Task: Could you print exactly the lines of the listing below, starting at the line that has "fn default() ->" and ending at the line that has "pub fn with_nearest_neighbors(mut", and only those lines?

Source data:

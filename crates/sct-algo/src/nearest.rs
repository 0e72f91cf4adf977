//! Chunked vectorized nearest-neighbor engine.
//!
//! Computes, for each point in set A, its k nearest points in set B under
//! the haversine metric, with an optional distance cap. For large inputs
//! set A is partitioned into fixed-size chunks processed sequentially
//! against the full set B, bounding peak memory to one
//! `chunk_size x |set_b|` distance block at a time. Chunking is a memory
//! optimization only: the concatenated chunk results equal the unchunked
//! result.

use sct_core::{Coordinate, Meters, PairwiseDistance, EARTH_RADIUS_M};
use std::cmp::Ordering;

/// Default chunk size for partitioning set A; also the threshold above
/// which chunking kicks in.
pub const DEFAULT_CHUNK_SIZE: usize = 500;

/// A coordinate pre-converted to radians, with the cosine of its latitude
/// cached for the inner haversine loop.
#[derive(Debug, Clone, Copy)]
struct RadianPoint {
    lat: f64,
    lon: f64,
    cos_lat: f64,
}

impl RadianPoint {
    fn from_coordinate(c: &Coordinate) -> Self {
        let lat = c.lat().to_radians().value();
        let lon = c.lon().to_radians().value();
        Self {
            lat,
            lon,
            cos_lat: lat.cos(),
        }
    }

    fn haversine_to(&self, other: &RadianPoint) -> f64 {
        let dlat = other.lat - self.lat;
        let dlon = other.lon - self.lon;
        let h = (dlat / 2.0).sin().powi(2)
            + self.cos_lat * other.cos_lat * (dlon / 2.0).sin().powi(2);
        2.0 * EARTH_RADIUS_M * h.sqrt().asin()
    }
}

/// Batched great-circle nearest-neighbor model.
#[derive(Debug, Clone)]
pub struct VectorizedDistanceModel {
    n_nearest_neighbors: usize,
    maximum_distance: Meters,
    chunk_size: usize,
}

impl Default for VectorizedDistanceModel {
    fn default() -> Self {
        Self {
            n_nearest_neighbors: usize::MAX,
            maximum_distance: Meters::INFINITE,
            chunk_size: DEFAULT_CHUNK_SIZE,
        }
    }
}

impl VectorizedDistanceModel {
    pub fn new() -> Self {
        Self::default()
    }

    /// Keep only the n nearest targets per source
    pub fn with_nearest_neighbors(mut self, n: usize) -> Self {
        self.n_nearest_neighbors = n;
        self
    }

    /// Drop pairs farther apart than the cap
    pub fn with_maximum_distance(mut self, cap: Meters) -> Self {
        self.maximum_distance = cap;
        self
    }

    /// Set the chunk size used for large set A inputs
    pub fn with_chunk_size(mut self, chunk_size: usize) -> Self {
        self.chunk_size = chunk_size.max(1);
        self
    }

    /// For each point in `set_a`, its k nearest points in `set_b` within
    /// the distance cap, in ascending distance order per source point.
    ///
    /// Returns an empty result when either set is empty. Self-pairs (same
    /// id on both sides) are skipped and do not count toward k. Ties are
    /// broken by the original index in `set_b`.
    pub fn nearest(&self, set_a: &[Coordinate], set_b: &[Coordinate]) -> Vec<PairwiseDistance> {
        if set_a.is_empty() || set_b.is_empty() {
            return Vec::new();
        }
        if set_a.len() > self.chunk_size {
            let mut pairs = Vec::new();
            for chunk in set_a.chunks(self.chunk_size) {
                pairs.extend(self.run_single(chunk, set_b));
            }
            return pairs;
        }
        self.run_single(set_a, set_b)
    }

    fn run_single(&self, set_a: &[Coordinate], set_b: &[Coordinate]) -> Vec<PairwiseDistance> {
        let b_points: Vec<RadianPoint> =
            set_b.iter().map(RadianPoint::from_coordinate).collect();
        let mut pairs = Vec::new();
        let mut distances = vec![0.0_f64; set_b.len()];
        let mut order: Vec<usize> = Vec::with_capacity(set_b.len());
        for a in set_a {
            let a_point = RadianPoint::from_coordinate(a);
            for (j, b_point) in b_points.iter().enumerate() {
                distances[j] = a_point.haversine_to(b_point);
            }
            order.clear();
            order.extend(0..set_b.len());
            // Stable sort on distance only keeps index order for ties.
            order.sort_by(|&i, &j| {
                distances[i]
                    .partial_cmp(&distances[j])
                    .unwrap_or(Ordering::Equal)
            });
            let mut taken = 0;
            for &j in &order {
                if taken >= self.n_nearest_neighbors {
                    break;
                }
                if distances[j] > self.maximum_distance.value() {
                    // Ascending order: everything past the cap is too far.
                    break;
                }
                if a.coordinate_id == set_b[j].coordinate_id {
                    continue;
                }
                pairs.push(PairwiseDistance::new(
                    a.clone(),
                    set_b[j].clone(),
                    distances[j],
                ));
                taken += 1;
            }
        }
        pairs
    }
}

Final answer:
    fn default() -> Self {
        Self {
            n_nearest_neighbors: usize::MAX,
            maximum_distance: Meters::INFINITE,
            chunk_size: DEFAULT_CHUNK_SIZE,
        }
    }
}

impl VectorizedDistanceModel {
    pub fn new() -> Self {
        Self::default()
    }

    /// Keep only the n nearest targets per source
    pub fn with_nearest_neighbors(mut self, n: usize) -> Self {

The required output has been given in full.